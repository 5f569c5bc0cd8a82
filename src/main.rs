//! Host-side helper: `cargo run` builds the wasm bundle into `static/pkg`
//! and serves `static/` on a local port.

use std::process::{Command, ExitCode, Stdio};
use std::{thread, time::Duration};

const PORT: &str = "8000";

fn main() -> ExitCode {
    println!("Building WASM pkg …");
    match Command::new("wasm-pack")
        .args([
            "build",
            "--release",
            "--target",
            "web",
            "--out-dir",
            "static/pkg",
        ])
        .status()
    {
        Ok(st) if st.success() => {}
        Ok(_) => {
            eprintln!("wasm-pack finished with errors. Ensure wasm-pack is installed (https://rustwasm.github.io/wasm-pack/).");
            return ExitCode::FAILURE;
        }
        Err(_) => {
            eprintln!("wasm-pack not found in PATH. Skipping wasm build; the site may serve stale artifacts.");
        }
    }

    println!("Launching local server at http://127.0.0.1:{PORT} …");
    let server = Command::new("python3")
        .args(["-m", "http.server", PORT, "--directory", "static"])
        .stdout(Stdio::null())
        .stderr(Stdio::null())
        .spawn();
    let mut server = match server {
        Ok(child) => child,
        Err(err) => {
            eprintln!("failed to start http server: {err}");
            return ExitCode::FAILURE;
        }
    };

    // Keep process alive while the server runs.
    loop {
        match server.try_wait() {
            Ok(Some(status)) => {
                eprintln!("http server exited: {status}");
                return ExitCode::FAILURE;
            }
            Ok(None) => thread::sleep(Duration::from_secs(1)),
            Err(err) => {
                eprintln!("lost track of http server: {err}");
                return ExitCode::FAILURE;
            }
        }
    }
}
use wasm_bindgen::prelude::*;
use wasm_bindgen::JsCast;
use wasm_bindgen_futures::JsFuture;
use web_sys::{Document, EventTarget, PageTransitionEvent, Window};

use crate::error::{FxError, FxResult};
use crate::frame::Liveness;

mod gl;
mod letter;
mod lightbox;
mod render;

#[wasm_bindgen(start)]
pub fn main() -> Result<(), JsValue> {
    console_error_panic_hook::set_once();
    console_log::init_with_level(log::Level::Info).ok();

    let window = web_sys::window().ok_or("no window")?;
    let document = window.document().ok_or("no document")?;

    let liveness = Liveness::new();
    {
        let liveness = liveness.clone();
        listen(&window, "pagehide", move |event| {
            let persisted = event
                .dyn_ref::<PageTransitionEvent>()
                .is_some_and(|e| e.persisted());
            if liveness.page_hidden(persisted) {
                log::info!("page unloading, stopping effects");
            }
        })?;
    }

    // Each effect is optional: a page without its markup just skips it.
    report("constellation", render::mount(&window, &document, liveness.clone()));
    report("swarm", gl::mount(&window, &document, liveness.clone()));
    report("lightbox", lightbox::mount(&window, &document, liveness.clone()));
    report("letter", letter::mount(&document, liveness));
    Ok(())
}

fn report(effect: &str, result: FxResult<()>) {
    match result {
        Ok(()) => log::info!("{effect} mounted"),
        Err(err) => log::warn!("{effect} skipped: {err}"),
    }
}

pub(crate) fn by_id<T: JsCast>(document: &Document, id: &str) -> FxResult<T> {
    document
        .get_element_by_id(id)
        .and_then(|el| el.dyn_into::<T>().ok())
        .ok_or_else(|| FxError::MissingElement(format!("#{id}")))
}

pub(crate) fn viewport(window: &Window) -> (f32, f32) {
    let dim = |v: Result<JsValue, JsValue>| v.ok().and_then(|v| v.as_f64()).unwrap_or(0.0) as f32;
    (dim(window.inner_width()), dim(window.inner_height()))
}

/// Registers `handler` for `event` for the lifetime of the page.
pub(crate) fn listen(
    target: &EventTarget,
    event: &str,
    handler: impl FnMut(web_sys::Event) + 'static,
) -> FxResult<()> {
    let closure = Closure::<dyn FnMut(web_sys::Event)>::new(handler);
    target.add_event_listener_with_callback(event, closure.as_ref().unchecked_ref())?;
    closure.forget();
    Ok(())
}

/// Runs `f` once after `ms` milliseconds.
pub(crate) fn after(ms: u32, f: impl FnOnce() + 'static) -> FxResult<()> {
    let window = web_sys::window().ok_or(FxError::Context("window"))?;
    let callback = Closure::once_into_js(f);
    window.set_timeout_with_callback_and_timeout_and_arguments_0(
        callback.unchecked_ref(),
        ms.min(i32::MAX as u32) as i32,
    )?;
    Ok(())
}

/// Runs `f` once on the next animation frame.
pub(crate) fn next_frame(f: impl FnOnce() + 'static) -> FxResult<()> {
    let window = web_sys::window().ok_or(FxError::Context("window"))?;
    let callback = Closure::once_into_js(f);
    window.request_animation_frame(callback.unchecked_ref())?;
    Ok(())
}

/// Future resolving after `ms` milliseconds.
pub(crate) async fn sleep(ms: u32) {
    let promise = js_sys::Promise::new(&mut |resolve, _reject| {
        if let Some(window) = web_sys::window() {
            let _ = window.set_timeout_with_callback_and_timeout_and_arguments_0(
                &resolve,
                ms.min(i32::MAX as u32) as i32,
            );
        }
    });
    let _ = JsFuture::from(promise).await;
}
==========
Where a line above contains the string "FxResult", copy that line.

use crate::error::{FxError, FxResult};
fn report(effect: &str, result: FxResult<()>) {
pub(crate) fn by_id<T: JsCast>(document: &Document, id: &str) -> FxResult<T> {
) -> FxResult<()> {
pub(crate) fn after(ms: u32, f: impl FnOnce() + 'static) -> FxResult<()> {
pub(crate) fn next_frame(f: impl FnOnce() + 'static) -> FxResult<()> {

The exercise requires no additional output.